> _Task directions_: Show the lines below that contain the string "path".

[Given data Boundary: Start]

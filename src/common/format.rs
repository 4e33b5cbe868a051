use colored::*;

/// Format bytes into human-readable size string
pub fn format_size(bytes: u64) -> String {
    const KB: u64 = 1024;
    const MB: u64 = KB * 1024;
    const GB: u64 = MB * 1024;
    const TB: u64 = GB * 1024;

    if bytes >= TB {
        format!("{:.2} TB", bytes as f64 / TB as f64)
    } else if bytes >= GB {
        format!("{:.2} GB", bytes as f64 / GB as f64)
    } else if bytes >= MB {
        format!("{:.2} MB", bytes as f64 / MB as f64)
    } else if bytes >= KB {
        format!("{:.1} KB", bytes as f64 / KB as f64)
    } else {
        format!("{} B", bytes)
    }
}

/// Format size with color based on magnitude
pub fn format_size_colored(bytes: u64) -> ColoredString {
    let s = format_size(bytes);
    const GB: u64 = 1024 * 1024 * 1024;
    const MB100: u64 = 100 * 1024 * 1024;

    if bytes >= GB {
        s.red().bold()
    } else if bytes >= MB100 {
        s.yellow()
    } else {
        s.white()
    }
}

/// Format file count with appropriate plural
pub fn format_count(count: usize) -> String {
    if count == 1 {
        "1 file".to_string()
    } else {
        format!("{} files", count)
    }
}

/// Format a path for display, replacing the home directory with ~
pub fn format_path(path: &std::path::Path) -> String {
    if let Some(home) = dirs::home_dir() {
        if let Ok(stripped) = path.strip_prefix(&home) {
            return format!("~/{}", stripped.display());
        }
    }
    path.display().to_string()
}

/// Format duration in human-readable form
pub fn format_duration(secs: f64) -> String {
    if secs < 1.0 {
        format!("{:.0}ms", secs * 1000.0)
    } else if secs < 60.0 {
        format!("{:.1}s", secs)
    } else {
        let mins = (secs / 60.0).floor() as u64;
        let remaining = secs - (mins as f64 * 60.0);
        format!("{}m {:.0}s", mins, remaining)
    }
}

/// Colorize a risk level label
pub fn format_risk(risk: &crate::registry::RiskLevel) -> ColoredString {
    use crate::registry::RiskLevel::*;
    match risk {
        Safe => "safe".green(),
        Low => "low".cyan(),
        Medium => "medium".yellow(),
        High => "high".red(),
        Critical => "critical".red().bold(),
    }
}

/// Truncate a string to at most max_len bytes with an ellipsis,
/// never cutting inside a multibyte character
pub fn truncate(s: &str, max_len: usize) -> String {
    if s.len() <= max_len {
        s.to_string()
    } else if max_len <= 3 {
        ".".repeat(max_len)
    } else {
        let mut cut = max_len - 3;
        while !s.is_char_boundary(cut) {
            cut -= 1;
        }
        format!("{}...", &s[..cut])
    }
}

#[cfg(test)]
mod tests {
    use super::*;

    #[test]
    fn test_format_size() {
        assert_eq!(format_size(0), "0 B");
        assert_eq!(format_size(512), "512 B");
        assert_eq!(format_size(1024), "1.0 KB");
        assert_eq!(format_size(1536), "1.5 KB");
        assert_eq!(format_size(1048576), "1.00 MB");
        assert_eq!(format_size(1073741824), "1.00 GB");
        assert_eq!(format_size(1099511627776), "1.00 TB");
    }

    #[test]
    fn test_format_count() {
        assert_eq!(format_count(0), "0 files");
        assert_eq!(format_count(1), "1 file");
        assert_eq!(format_count(42), "42 files");
    }

    #[test]
    fn test_format_duration() {
        assert_eq!(format_duration(0.5), "500ms");
        assert_eq!(format_duration(3.7), "3.7s");
        assert_eq!(format_duration(125.0), "2m 5s");
    }

    #[test]
    fn test_truncate() {
        assert_eq!(truncate("hello", 10), "hello");
        assert_eq!(truncate("hello world", 8), "hello...");
    }

    #[test]
    fn test_truncate_lands_on_char_boundary() {
        // A multibyte character straddling the cut point must not panic
        let name = format!("{}か.tmp", "a".repeat(36));
        let cut = truncate(&name, 40);
        assert_eq!(cut, format!("{}...", "a".repeat(36)));

        assert_eq!(truncate("日本語のファイル名.tmp", 10), "日本...");
    }
}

[Given data Boundary: End]

> _Exercise solution_:
/// Format a path for display, replacing the home directory with ~
pub fn format_path(path: &std::path::Path) -> String {
        if let Ok(stripped) = path.strip_prefix(&home) {
    path.display().to_string()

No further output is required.